With today’s release of Chrome M121, Google announced that it will introduce new generative artificial intelligence features that will make the browser easier to use. New additions include a tab organizer, a writing assistant that helps draft text, and the option to customize artwork and themes. browser. To enable these new features, the “Experience AI” switch must be toggled on the Settings page, found in the three-dot drop-down menu.
Tab Organizer will pretty much do what it says: Built-in artificial intelligence will automatically suggest ways to categorize any open tabs in your Chrome windows, and offer the option to create groups. This can be useful if you have a lot of duplicate tabs open. When you click “Organize Similar Tabs”, AI will group open pages based on topics.

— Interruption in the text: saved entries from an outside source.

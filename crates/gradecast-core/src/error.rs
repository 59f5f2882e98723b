//! Engine error types.
//!
//! Every failure the engine can report is a caller-input validation failure.
//! They are raised synchronously and never recovered internally, so callers
//! can match on the exact variant instead of inspecting messages.

use thiserror::Error;

/// Errors raised by the grade-point engine.
#[derive(Debug, Clone, PartialEq, Error)]
pub enum GradeError {
    /// A grade string outside the fixed letter enumeration.
    #[error("invalid grade token: '{0}'")]
    InvalidGradeToken(String),

    /// A course or roster entry with a non-positive credit value.
    #[error("invalid credits for {course}: {credits} (credits must be greater than zero)")]
    InvalidCredits { course: String, credits: i64 },

    /// A GPA-shaped input outside the 0.0-4.0 scale (or not finite).
    #[error("GPA {value} is outside the 0.0-4.0 scale")]
    GpaOutOfRange { value: f64 },

    /// A graduation requirement that cannot be satisfied by construction.
    #[error("invalid requirement: {0}")]
    InvalidRequirement(String),
}

impl GradeError {
    /// Returns `true` for errors caused by a single roster row, which a
    /// caller can surface next to that row.
    pub fn is_row_error(&self) -> bool {
        matches!(
            self,
            GradeError::InvalidGradeToken(_) | GradeError::InvalidCredits { .. }
        )
    }
}

/// Check that a GPA-shaped input lies on the 0.0-4.0 scale.
pub(crate) fn ensure_gpa_scale(value: f64) -> Result<f64, GradeError> {
    if value.is_finite() && (0.0..=4.0).contains(&value) {
        Ok(value)
    } else {
        Err(GradeError::GpaOutOfRange { value })
    }
}
//! The `gradecast compare` command.

use std::path::PathBuf;

use anyhow::Result;

use gradecast_core::report::ProjectionReport;

pub fn execute(
    baseline_path: PathBuf,
    current_path: PathBuf,
    threshold: f64,
    fail_on_worse: bool,
    format: String,
) -> Result<()> {
    let baseline = ProjectionReport::load_json(&baseline_path)?;
    let current = ProjectionReport::load_json(&current_path)?;

    let comparison = current.compare(&baseline, threshold);

    match format.as_str() {
        "markdown" | "md" => {
            println!("{}", comparison.to_markdown());
        }
        "json" => {
            println!("{}", serde_json::to_string_pretty(&comparison)?);
        }
        _ => {
            println!(
                "Projected CGPA: {:.2} -> {:.2} ({:+.2})",
                comparison.baseline_projected_gpa,
                comparison.current_projected_gpa,
                comparison.gpa_change
            );
            if comparison.baseline_eligible != comparison.current_eligible {
                println!(
                    "Eligibility: {} -> {}",
                    comparison.baseline_eligible, comparison.current_eligible
                );
            }
            println!(
                "Courses: {} improved, {} worsened, {} unchanged",
                comparison.improved.len(),
                comparison.worsened.len(),
                comparison.unchanged
            );

            if !comparison.worsened.is_empty() {
                println!("\nWorsened:");
                for s in &comparison.worsened {
                    println!(
                        "  {} {:+.2} -> {:+.2} ({:+.2})",
                        s.course_name, s.baseline_impact, s.current_impact, s.delta
                    );
                }
            }

            if !comparison.improved.is_empty() {
                println!("\nImproved:");
                for s in &comparison.improved {
                    println!(
                        "  {} {:+.2} -> {:+.2} ({:+.2})",
                        s.course_name, s.baseline_impact, s.current_impact, s.delta
                    );
                }
            }

            if comparison.added_courses > 0 {
                println!("\n{} added course(s)", comparison.added_courses);
            }
            if comparison.removed_courses > 0 {
                println!("{} removed course(s)", comparison.removed_courses);
            }
        }
    }

    if fail_on_worse && comparison.has_worsened() {
        std::process::exit(1);
    }

    Ok(())
}
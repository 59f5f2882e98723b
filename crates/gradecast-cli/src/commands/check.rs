//! The `gradecast check` command.

use std::path::PathBuf;

use anyhow::Result;

use gradecast_core::config::load_config_from;
use gradecast_core::{analyze, GraduationTarget};

pub fn execute(
    gpa: f64,
    credits: u64,
    minimum_gpa: Option<f64>,
    required_credits: Option<u32>,
    config_path: Option<PathBuf>,
) -> Result<()> {
    let config = load_config_from(config_path.as_deref())?;
    let target = GraduationTarget::new(
        minimum_gpa.unwrap_or(config.minimum_gpa),
        required_credits.unwrap_or(config.required_credits),
    )?;

    let verdict = analyze(gpa, target.minimum_gpa, credits, target.required_credits)?;

    println!(
        "Eligible: {}",
        if verdict.graduation_eligible { "yes" } else { "no" }
    );
    println!("Credits remaining: {}", verdict.credits_remaining);
    if verdict.gpa_gap > 0.0 {
        println!("GPA gap: {:.2}", verdict.gpa_gap);
    }
    if let Some(average) = verdict.required_average {
        println!("Required average on remaining credits: {average:.2}");
    }
    if !verdict.target_reachable {
        println!("Target is not reachable on a 4.0 scale.");
    }

    Ok(())
}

For example, shopping-related icons can be grouped together and the AI can suggest a name like “Ski-trip shopping tools.”
Chrome’s new text assistance may also have some practical applications. It will launch as an experimental tool that will help users craft text including Google reviews or social media posts. To enable this at startup, you must select “Help me write” to offer the tool options to finish your sentences or continue the text.
Personalization is not new to many Google tools like Mail or Documents and now in Chrome web browsers, you can customize the browser’s visuals – which the company considers an extension of the AI wallpapers it recently developed for Pixel phones. To do this, you need to select the “Customize Chrome” button in the sidebar and ask the AI to create a theme for you. You can search for a description like “small beach town” or “Blade Runner vibes” and browse the AI-generated theme options before making your selection.
The introduction of these new tools will, of course, be competitive Microsoft’s artificially infused Bing engineit reintroduced AI-powered tab grouping and text composition assistant September. However, Chrome still dominates the US browser market by a wide margin, with Bing usually being included in the “others” category, well below rivals like Firefox and Opera.